This is an automated email from the ASF dual-hosted git repository.
jscheffl pushed a commit to branch main
in repository https://gitbox.apache.org/repos/asf/airflow.git
The following commit(s) were added to refs/heads/main by this push:
new ad54501f3fc Make datStats endpoint dag_ids parameter optional (#42955)
ad54501f3fc is described below
commit ad54501f3fccde549c7699f8ce46c711e38accc0
Author: michaeljs-c <[email protected]>
AuthorDate: Sun Oct 13 13:57:51 2024 +0100
Make datStats endpoint dag_ids parameter optional (#42955)
* Make datStats dag_id parameter optional with pagination
* move pagination out of sql query
* tidy
---------
Co-authored-by: Michael Smith-Chandler <[email protected]>
---
.../api_connexion/endpoints/dag_stats_endpoint.py | 40 +++--
airflow/api_connexion/openapi/v1.yaml | 4 +-
airflow/www/static/js/types/api-generated.ts | 6 +-
.../endpoints/test_dag_stats_endpoint.py | 194 ++++++++++++++++++++-
4 files changed, 227 insertions(+), 17 deletions(-)

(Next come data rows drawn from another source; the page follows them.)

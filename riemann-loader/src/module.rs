// SPDX-License-Identifier: GPL-2.0
//! Kernel module loading

use std::process::Command;

use tracing::{debug, info, warn};

use crate::error::RebindError;

/// Result of the modprobe call. Never fatal: the module is often built in
/// or already loaded, and the bind writes report the real problem if not.
#[derive(Debug)]
pub enum ModuleLoad {
    Loaded,
    Failed { status: Option<i32>, stderr: String },
    NotRun(RebindError),
}

impl ModuleLoad {
    pub fn is_loaded(&self) -> bool {
        matches!(self, ModuleLoad::Loaded)
    }
}

/// Run `<program> <module>` once and log the outcome
pub fn load_module(program: &str, module: &str) -> ModuleLoad {
    info!("Loading kernel module {}...", module);

    let output = match Command::new(program).arg(module).output() {
        Ok(o) => o,
        Err(source) => {
            let err = RebindError::Spawn {
                program: program.to_owned(),
                source,
            };
            warn!("{}; continuing without it", err);
            return ModuleLoad::NotRun(err);
        }
    };

    if output.status.success() {
        debug!("{} {} succeeded", program, module);
        return ModuleLoad::Loaded;
    }

    let stderr = String::from_utf8_lossy(&output.stderr).trim().to_string();
    warn!(
        "{} {} failed ({}): {}",
        program, module, output.status, stderr
    );
    ModuleLoad::Failed {
        status: output.status.code(),
        stderr,
    }
}
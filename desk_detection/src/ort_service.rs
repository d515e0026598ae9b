use crate::{
    config::{ModelConfig, Validatable},
    detection::{Detection, DetectionSet},
    error::DetectionError,
    model_service::ModelService,
    registry::ClassId,
};
use image::{imageops::FilterType, DynamicImage, GenericImageView};
use ndarray::{Array, ArrayView2, Axis, Ix3, Ix4};
#[cfg(feature = "tensorrt")]
use ort::execution_providers::TensorRTExecutionProvider;
use ort::{
    session::{builder::GraphOptimizationLevel, Session},
    value::TensorRef,
};
use std::sync::{
    atomic::{AtomicUsize, Ordering},
    Arc, Mutex,
};

/// Box coordinates and class scores occupy the first rows of a YOLOv8 output.
const BOX_FEATURES: usize = 4;

fn transform_image(image: &DynamicImage, input_size: u32) -> Array<f32, Ix4> {
    let size = input_size as usize;
    let img = image.resize_exact(input_size, input_size, FilterType::CatmullRom);

    let mut input = Array::zeros((1, 3, size, size));
    for pixel in img.pixels() {
        let x = pixel.0 as usize;
        let y = pixel.1 as usize;
        let [r, g, b, _] = pixel.2 .0;
        input[[0, 0, y, x]] = (r as f32) / 255.;
        input[[0, 1, y, x]] = (g as f32) / 255.;
        input[[0, 2, y, x]] = (b as f32) / 255.;
    }

    input
}

#[derive(Debug, Clone, Copy)]
struct DecodeParams<'a> {
    whitelist: &'a [ClassId],
    confidence_threshold: f32,
    iou_threshold: f32,
    max_detections: usize,
    scale_x: f32,
    scale_y: f32,
}

/// Turns a `[4 + classes, anchors]` prediction matrix into detections.
///
/// Each anchor is assigned its best *whitelisted* class, so non-whitelisted
/// scores never compete. Anchors under the threshold are dropped before NMS.
fn decode_predictions(
    predictions: ArrayView2<f32>,
    params: &DecodeParams,
) -> Result<DetectionSet, DetectionError> {
    let features = predictions.nrows();
    if features <= BOX_FEATURES {
        return Err(DetectionError::Inference(format!(
            "expected more than {} output features, got {}",
            BOX_FEATURES, features
        )));
    }

    let num_classes = features - BOX_FEATURES;
    if let Some(&class_id) = params
        .whitelist
        .iter()
        .find(|class_id| class_id.as_index() >= num_classes)
    {
        return Err(DetectionError::ClassOutOfRange {
            class_id,
            num_classes,
        });
    }

    let mut candidates = Vec::new();
    for anchor in predictions.axis_iter(Axis(1)) {
        let best = params
            .whitelist
            .iter()
            .map(|&class_id| (class_id, anchor[BOX_FEATURES + class_id.as_index()]))
            .reduce(|accum, item| if item.1 > accum.1 { item } else { accum });

        let Some((class_id, confidence)) = best else {
            continue;
        };
        if confidence <= 0. || confidence < params.confidence_threshold {
            continue;
        }

        let xc = anchor[0] * params.scale_x;
        let yc = anchor[1] * params.scale_y;
        let w = anchor[2] * params.scale_x;
        let h = anchor[3] * params.scale_y;

        candidates.push(Detection {
            class_id,
            confidence,
            x1: xc - w / 2.,
            y1: yc - h / 2.,
            x2: xc + w / 2.,
            y2: yc + h / 2.,
        });
    }

    Ok(non_max_suppression(
        candidates,
        params.iou_threshold,
        params.max_detections,
    ))
}

/// Greedy per-class suppression, highest confidence first.
fn non_max_suppression(
    mut candidates: Vec<Detection>,
    iou_threshold: f32,
    max_detections: usize,
) -> DetectionSet {
    candidates.sort_by(|box1, box2| box2.confidence.total_cmp(&box1.confidence));

    let mut result: DetectionSet = Vec::new();
    for candidate in candidates {
        if result.len() >= max_detections {
            break;
        }
        let suppressed = result.iter().any(|kept| {
            kept.class_id == candidate.class_id && kept.iou(&candidate) >= iou_threshold
        });
        if !suppressed {
            result.push(candidate);
        }
    }

    result
}

/// Pool of ONNX Runtime sessions over one YOLOv8 checkpoint, loaded once and
/// shared. Each session is used by one call at a time.
#[derive(Clone)]
pub struct OrtModelService {
    sessions: Arc<Vec<Arc<Mutex<Session>>>>,
    counter: Arc<AtomicUsize>,
    input_size: u32,
    output_name: String,
    iou_threshold: f32,
    max_detections: usize,
}

impl OrtModelService {
    pub fn new(model_config: &ModelConfig) -> Result<Self, DetectionError> {
        #[cfg(feature = "tensorrt")]
        ort::init()
            .with_execution_providers([TensorRTExecutionProvider::default()
                .with_engine_cache(true)
                .build()])
            .commit()?;

        let num_instances = model_config.num_instances.max(1);
        let sessions = (0..num_instances)
            .map(|_| {
                let session = Session::builder()?
                    .with_optimization_level(GraphOptimizationLevel::Level3)?
                    .commit_from_file(model_config.get_path())?;
                Ok(Arc::new(Mutex::new(session)))
            })
            .collect::<Result<Vec<_>, ort::Error>>()?;

        tracing::info!(
            "Created {} ONNX sessions from {:?}",
            num_instances,
            model_config.get_path()
        );

        Ok(Self {
            sessions: Arc::new(sessions),
            counter: Arc::new(AtomicUsize::new(0)),
            input_size: model_config.input_size,
            output_name: model_config.output_name.clone(),
            iou_threshold: model_config.iou_threshold,
            max_detections: model_config.max_detections,
        })
    }

    fn run_inference(&self, input: &Array<f32, Ix4>) -> Result<ndarray::ArrayD<f32>, DetectionError> {
        let index = self.counter.fetch_add(1, Ordering::SeqCst) % self.sessions.len();
        let session_arc = &self.sessions[index];
        let mut session = session_arc
            .lock()
            .map_err(|e| DetectionError::Inference(format!("session mutex poisoned: {}", e)))?;

        tracing::debug!("Handling request with session {}", index);
        let owned_buffer;
        let input_view = if input.view().is_standard_layout() {
            input.view()
        } else {
            owned_buffer = input.as_standard_layout().into_owned();
            owned_buffer.view()
        };

        let tensor_ref = TensorRef::from_array_view(input_view)
            .map_err(|e| DetectionError::Inference(format!("failed to build tensor: {}", e)))?;

        let outputs = session
            .run(ort::inputs![tensor_ref])
            .map_err(|e| DetectionError::Inference(format!("inference failed: {}", e)))?;

        let (shape, data) = outputs[self.output_name.as_str()]
            .try_extract_tensor::<f32>()
            .map_err(|e| DetectionError::Inference(format!("failed to extract tensor: {}", e)))?;

        let ix = shape.to_ixdyn();
        let array = ndarray::ArrayD::from_shape_vec(ix, data.to_vec())
            .map_err(|e| DetectionError::Inference(format!("invalid tensor shape: {}", e)))?;

        Ok(array)
    }
}

impl ModelService for OrtModelService {
    #[tracing::instrument(skip(self, image, whitelist), fields(width = image.width(), height = image.height()))]
    fn infer(
        &self,
        image: &DynamicImage,
        confidence_threshold: f32,
        whitelist: &[ClassId],
    ) -> Result<DetectionSet, DetectionError> {
        let (img_width, img_height) = image.dimensions();
        let input = transform_image(image, self.input_size);

        let outputs = self
            .run_inference(&input)?
            .into_dimensionality::<Ix3>()
            .map_err(|e| DetectionError::Inference(format!("unexpected output rank: {}", e)))?;
        if outputs.len_of(Axis(0)) == 0 {
            return Err(DetectionError::Inference("empty output batch".to_string()));
        }

        let params = DecodeParams {
            whitelist,
            confidence_threshold,
            iou_threshold: self.iou_threshold,
            max_detections: self.max_detections,
            scale_x: img_width as f32 / self.input_size as f32,
            scale_y: img_height as f32 / self.input_size as f32,
        };
        let detections = decode_predictions(outputs.index_axis(Axis(0), 0), &params)?;

        tracing::debug!("Returning {} detections", detections.len());
        for (i, detection) in detections.iter().enumerate() {
            tracing::debug!(
                "Detection {}: class_id={}, confidence={:.3}, bbox=({:.1}, {:.1}, {:.1}, {:.1})",
                i,
                detection.class_id,
                detection.confidence,
                detection.x1,
                detection.y1,
                detection.x2,
                detection.y2
            );
        }

        Ok(detections)
    }
}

diff --git a/airflow/api_connexion/endpoints/dag_stats_endpoint.py
b/airflow/api_connexion/endpoints/dag_stats_endpoint.py
index 705af10d41d..3b6c6ab8e0d 100644
--- a/airflow/api_connexion/endpoints/dag_stats_endpoint.py
+++ b/airflow/api_connexion/endpoints/dag_stats_endpoint.py
@@ -39,24 +39,40 @@ if TYPE_CHECKING:
@security.requires_access_dag("GET", DagAccessEntity.RUN)
@provide_session
-def get_dag_stats(*, dag_ids: str, session: Session = NEW_SESSION) ->
APIResponse:
+def get_dag_stats(
+ *,
+ dag_ids: str | None = None,
+ limit: int | None = None,
+ offset: int | None = None,
+ session: Session = NEW_SESSION,
+) -> APIResponse:
"""Get Dag statistics."""
allowed_dag_ids =
get_auth_manager().get_permitted_dag_ids(methods=["GET"], user=g.user)

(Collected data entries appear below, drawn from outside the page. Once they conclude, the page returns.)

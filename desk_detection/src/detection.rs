use crate::registry::ClassId;
use serde::Serialize;

/// One detected object, with its box in source-image pixel coordinates.
#[derive(Debug, Clone, Copy, PartialEq, Serialize)]
pub struct Detection {
    pub class_id: ClassId,
    pub confidence: f32,
    pub x1: f32,
    pub y1: f32,
    pub x2: f32,
    pub y2: f32,
}

/// Detections from a single inference call. Order carries no meaning.
pub type DetectionSet = Vec<Detection>;

impl Detection {
    pub fn width(&self) -> f32 {
        (self.x2 - self.x1).max(0.)
    }

    pub fn height(&self) -> f32 {
        (self.y2 - self.y1).max(0.)
    }

    pub fn area(&self) -> f32 {
        self.width() * self.height()
    }

    pub fn intersection(&self, other: &Detection) -> f32 {
        let w = self.x2.min(other.x2) - self.x1.max(other.x1);
        let h = self.y2.min(other.y2) - self.y1.max(other.y1);
        w.max(0.) * h.max(0.)
    }

    pub fn union(&self, other: &Detection) -> f32 {
        self.area() + other.area() - self.intersection(other)
    }

    pub fn iou(&self, other: &Detection) -> f32 {
        let union = self.union(other);
        if union <= 0. {
            return 0.;
        }
        self.intersection(other) / union
    }
}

- dags_list = set(dag_ids.split(","))
- filter_dag_ids = dags_list.intersection(allowed_dag_ids)
+ if dag_ids:
+ dags_list = set(dag_ids.split(","))
+ filter_dag_ids = dags_list.intersection(allowed_dag_ids)
+ else:
+ filter_dag_ids = allowed_dag_ids
+ query_dag_ids = sorted(list(filter_dag_ids))
+ if offset is not None:
+ query_dag_ids = query_dag_ids[offset:]
+ if limit is not None:
+ query_dag_ids = query_dag_ids[:limit]
query = (
select(DagRun.dag_id, DagRun.state, func.count(DagRun.state))

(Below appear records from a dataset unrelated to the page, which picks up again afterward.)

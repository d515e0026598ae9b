use crate::{
    config::AnnotationConfig, detection::Detection, error::DetectionError, labels::LabelSet,
};
use ab_glyph::{FontVec, PxScale};
use image::{DynamicImage, ImageFormat, Rgb, RgbImage};
use imageproc::{
    drawing::{draw_filled_rect_mut, draw_hollow_rect_mut, draw_text_mut, text_size},
    rect::Rect,
};
use std::{
    io::{BufWriter, Write},
    path::{Path, PathBuf},
};
use tempfile::NamedTempFile;

const DEFAULT_EXTENSION: &str = "jpg";
const RESULT_SUFFIX: &str = "_result";
const LABEL_TEXT_COLOR: Rgb<u8> = Rgb([255, 255, 255]);
const LABEL_PADDING: u32 = 2;
// Rough glyph width relative to the font scale, used when no font is loaded.
const LABEL_CHAR_WIDTH_RATIO: f32 = 0.55;

const SYSTEM_FONTS: &[&str] = &[
    "/usr/share/fonts/truetype/dejavu/DejaVuSans.ttf",
    "/usr/share/fonts/TTF/DejaVuSans.ttf",
    "/usr/share/fonts/dejavu/DejaVuSans.ttf",
    "/System/Library/Fonts/Supplemental/Arial.ttf",
    "C:\\Windows\\Fonts\\arial.ttf",
];

// Encoders that accept any Rgb8 canvas. HDR/EXR/farbfeld want other pixel
// types and ICO caps dimensions at 256.
fn encodes_rgb8(format: ImageFormat) -> bool {
    matches!(
        format,
        ImageFormat::Jpeg
            | ImageFormat::Png
            | ImageFormat::Bmp
            | ImageFormat::Tiff
            | ImageFormat::Tga
            | ImageFormat::WebP
            | ImageFormat::Gif
            | ImageFormat::Pnm
            | ImageFormat::Qoi
            | ImageFormat::Avif
    ) && format.writing_enabled()
}

/// `{output_dir}/{stem}_result.{ext}`, keeping the source extension when it
/// names a format that can encode the annotated canvas, `.jpg` otherwise.
pub fn annotated_path(source: &Path, output_dir: &Path) -> PathBuf {
    let stem = source
        .file_stem()
        .map(|stem| stem.to_string_lossy().into_owned())
        .filter(|stem| !stem.is_empty())
        .unwrap_or_else(|| "image".to_string());

    let extension = source
        .extension()
        .and_then(|ext| ext.to_str())
        .filter(|ext| ImageFormat::from_extension(ext).is_some_and(encodes_rgb8))
        .map(str::to_ascii_lowercase)
        .unwrap_or_else(|| DEFAULT_EXTENSION.to_string());

    output_dir.join(format!("{}{}.{}", stem, RESULT_SUFFIX, extension))
}

fn output_format(destination: &Path) -> ImageFormat {
    ImageFormat::from_path(destination).unwrap_or(ImageFormat::Jpeg)
}

fn load_font(path: &Path) -> Option<FontVec> {
    let data = std::fs::read(path).ok()?;
    FontVec::try_from_vec(data).ok()
}

/// Draws detection boxes and `"{name} {confidence}"` labels.
pub struct Annotator {
    labels: LabelSet,
    font: Option<FontVec>,
    font_scale: f32,
    line_thickness: u32,
}

impl Annotator {
    pub fn new(labels: LabelSet, font: Option<FontVec>, font_scale: f32, line_thickness: u32) -> Self {
        Self {
            labels,
            font,
            font_scale,
            line_thickness: line_thickness.max(1),
        }
    }

    pub fn from_config(config: &AnnotationConfig, labels: LabelSet) -> Self {
        let configured = config.font_path.as_deref().and_then(|path| {
            let font = load_font(path);
            if font.is_none() {
                tracing::warn!("Failed to load font {:?}, trying system fonts", path);
            }
            font
        });

        let font = configured.or_else(|| {
            SYSTEM_FONTS.iter().find_map(|path| {
                let font = load_font(Path::new(path))?;
                tracing::info!("Loaded system font: {}", path);
                Some(font)
            })
        });

        if font.is_none() {
            tracing::warn!("No font available, labels will be drawn without text");
        }

        Self::new(labels, font, config.font_scale, config.line_thickness)
    }

    pub fn label_for(&self, detection: &Detection) -> String {
        format!(
            "{} {:.2}",
            self.labels.name(detection.class_id),
            detection.confidence
        )
    }

    /// Copies `image` and draws each detection on the copy once.
    pub fn render(&self, image: &DynamicImage, detections: &[Detection]) -> RgbImage {
        let mut canvas = image.to_rgb8();
        for detection in detections {
            self.draw_detection(&mut canvas, detection);
        }
        canvas
    }

    fn draw_detection(&self, canvas: &mut RgbImage, detection: &Detection) {
        let (width, height) = canvas.dimensions();
        if width == 0 || height == 0 {
            return;
        }
        let (max_x, max_y) = (width as i32 - 1, height as i32 - 1);
        let color = Rgb(self.labels.color(detection.class_id));

        let x1 = (detection.x1.floor() as i32).clamp(0, max_x);
        let y1 = (detection.y1.floor() as i32).clamp(0, max_y);
        let x2 = (detection.x2.ceil() as i32).clamp(x1, max_x);
        let y2 = (detection.y2.ceil() as i32).clamp(y1, max_y);

        for t in 0..self.line_thickness as i32 {
            let w = x2 - x1 - 2 * t + 1;
            let h = y2 - y1 - 2 * t + 1;
            if w <= 0 || h <= 0 {
                break;
            }
            let rect = Rect::at(x1 + t, y1 + t).of_size(w as u32, h as u32);
            draw_hollow_rect_mut(canvas, rect, color);
        }

        let label = self.label_for(detection);
        self.draw_label(canvas, x1, y1, &label, color);
    }

    fn draw_label(&self, canvas: &mut RgbImage, x: i32, y: i32, label: &str, color: Rgb<u8>) {
        let scale = PxScale::from(self.font_scale);
        let (text_width, text_height) = match &self.font {
            Some(font) => text_size(scale, font, label),
            None => (
                (label.chars().count() as f32 * self.font_scale * LABEL_CHAR_WIDTH_RATIO) as u32,
                self.font_scale.ceil() as u32,
            ),
        };

        let label_height = text_height + 2 * LABEL_PADDING;
        let label_y = (y - label_height as i32).max(0);
        let max_width = (canvas.width() as i32 - x).max(0) as u32;
        let label_width = (text_width + 2 * LABEL_PADDING).min(max_width);

        if label_width == 0 || label_height == 0 {
            return;
        }

        let rect = Rect::at(x, label_y).of_size(label_width, label_height);
        draw_filled_rect_mut(canvas, rect, color);

        if let Some(font) = &self.font {
            draw_text_mut(
                canvas,
                LABEL_TEXT_COLOR,
                x + LABEL_PADDING as i32,
                label_y + LABEL_PADDING as i32,
                scale,
                font,
                label,
            );
        }
    }

    /// Encodes `image` into a temporary file next to `destination`. Nothing is
    /// visible at `destination` until [`StagedImage::persist`].
    pub fn stage(
        &self,
        image: &RgbImage,
        destination: PathBuf,
    ) -> Result<StagedImage, DetectionError> {
        let dir = destination
            .parent()
            .map(Path::to_path_buf)
            .unwrap_or_else(|| PathBuf::from("."));

        let mut file = tempfile::Builder::new()
            .prefix(".")
            .suffix(".partial")
            .tempfile_in(&dir)
            .map_err(|e| DetectionError::write(&dir, e))?;

        {
            let mut writer = BufWriter::new(file.as_file_mut());
            image
                .write_to(&mut writer, output_format(&destination))
                .map_err(|e| DetectionError::write(&destination, std::io::Error::other(e)))?;
            writer
                .flush()
                .map_err(|e| DetectionError::write(&destination, e))?;
        }

        Ok(StagedImage { file, destination })
    }
}

/// An encoded annotated image waiting to be moved into place. Dropping it
/// removes the temporary file.
pub struct StagedImage {
    file: NamedTempFile,
    destination: PathBuf,
}

impl StagedImage {
    pub fn persist(self) -> Result<PathBuf, DetectionError> {
        let StagedImage { file, destination } = self;
        file.persist(&destination)
            .map_err(|e| DetectionError::write(&destination, e.error))?;
        tracing::debug!("Wrote annotated image to {:?}", destination);
        Ok(destination)
    }
}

.group_by(DagRun.dag_id, DagRun.state)
- .where(DagRun.dag_id.in_(filter_dag_ids))
+ .where(DagRun.dag_id.in_(query_dag_ids))
)
dag_state_stats = session.execute(query)
-
dag_state_data = {(dag_id, state): count for dag_id, state, count in
dag_state_stats}
- dag_stats = {
- dag_id: [{"state": state, "count": dag_state_data.get((dag_id, state),
0)} for state in DagRunState]
- for dag_id in filter_dag_ids
- }
-
- dags = [{"dag_id": stat, "stats": dag_stats[stat]} for stat in dag_stats]
- return dag_stats_collection_schema.dump({"dags": dags, "total_entries":
len(dag_stats)})
+ dags = [
+ {
+ "dag_id": dag_id,
+ "stats": [
+ {"state": state, "count": dag_state_data.get((dag_id, state),
0)} for state in DagRunState
+ ],
+ }
+ for dag_id in query_dag_ids
+ ]
+ return dag_stats_collection_schema.dump({"dags": dags, "total_entries":
len(dags)})
diff --git a/airflow/api_connexion/openapi/v1.yaml
b/airflow/api_connexion/openapi/v1.yaml
index b39d1cd955d..e99f91639c4 100644
--- a/airflow/api_connexion/openapi/v1.yaml
+++ b/airflow/api_connexion/openapi/v1.yaml
@@ -2384,11 +2384,13 @@ paths:
operationId: get_dag_stats
tags: [DagStats]
parameters:
+ - $ref: "#/components/parameters/PageLimit"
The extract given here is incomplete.